● **The task**:
Using the entries that follow, report how many lines contain the word "TrialPolicy". Only the number is wanted.

-- Data excerpts follows --

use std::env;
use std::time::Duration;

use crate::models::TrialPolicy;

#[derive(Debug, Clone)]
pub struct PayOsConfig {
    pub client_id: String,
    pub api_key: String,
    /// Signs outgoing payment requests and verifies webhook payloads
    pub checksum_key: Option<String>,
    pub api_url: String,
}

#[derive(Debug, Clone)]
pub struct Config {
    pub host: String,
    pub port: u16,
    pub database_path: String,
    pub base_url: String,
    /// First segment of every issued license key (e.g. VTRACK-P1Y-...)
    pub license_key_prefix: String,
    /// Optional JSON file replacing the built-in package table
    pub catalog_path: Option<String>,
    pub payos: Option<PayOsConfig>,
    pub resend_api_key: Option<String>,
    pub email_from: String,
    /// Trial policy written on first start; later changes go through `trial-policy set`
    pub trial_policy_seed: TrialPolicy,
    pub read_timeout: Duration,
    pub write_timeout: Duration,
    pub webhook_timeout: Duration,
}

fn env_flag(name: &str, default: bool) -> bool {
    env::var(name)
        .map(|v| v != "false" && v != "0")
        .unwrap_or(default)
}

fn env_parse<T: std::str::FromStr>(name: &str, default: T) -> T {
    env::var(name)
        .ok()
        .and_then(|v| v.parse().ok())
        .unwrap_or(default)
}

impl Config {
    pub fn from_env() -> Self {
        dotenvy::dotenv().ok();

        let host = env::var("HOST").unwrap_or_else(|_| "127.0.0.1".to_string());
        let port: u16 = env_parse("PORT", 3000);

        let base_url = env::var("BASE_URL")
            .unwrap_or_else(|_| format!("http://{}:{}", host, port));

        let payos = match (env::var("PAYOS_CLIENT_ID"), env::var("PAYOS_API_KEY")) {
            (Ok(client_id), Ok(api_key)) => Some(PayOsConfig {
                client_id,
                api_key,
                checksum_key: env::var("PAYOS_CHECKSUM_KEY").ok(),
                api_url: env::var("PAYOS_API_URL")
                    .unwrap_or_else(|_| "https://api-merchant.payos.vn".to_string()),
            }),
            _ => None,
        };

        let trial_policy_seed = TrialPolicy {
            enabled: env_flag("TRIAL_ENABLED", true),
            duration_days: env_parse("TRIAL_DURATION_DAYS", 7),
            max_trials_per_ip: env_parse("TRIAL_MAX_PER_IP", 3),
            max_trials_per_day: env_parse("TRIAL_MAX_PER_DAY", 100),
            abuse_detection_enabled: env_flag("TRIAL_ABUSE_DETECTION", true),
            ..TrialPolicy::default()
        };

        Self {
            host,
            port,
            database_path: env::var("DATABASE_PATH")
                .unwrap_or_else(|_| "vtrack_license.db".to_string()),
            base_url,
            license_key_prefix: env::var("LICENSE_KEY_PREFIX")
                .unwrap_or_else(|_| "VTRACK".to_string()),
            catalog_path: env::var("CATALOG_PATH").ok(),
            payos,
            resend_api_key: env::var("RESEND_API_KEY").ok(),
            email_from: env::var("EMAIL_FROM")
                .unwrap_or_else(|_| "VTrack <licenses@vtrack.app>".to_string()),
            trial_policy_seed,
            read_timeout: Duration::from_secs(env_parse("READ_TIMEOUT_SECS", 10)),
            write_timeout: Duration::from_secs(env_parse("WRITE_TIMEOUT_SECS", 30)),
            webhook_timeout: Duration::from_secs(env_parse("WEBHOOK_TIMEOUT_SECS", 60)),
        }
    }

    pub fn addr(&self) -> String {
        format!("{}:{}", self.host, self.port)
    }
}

-- Data excerpts concluded --

● **Task response**:
4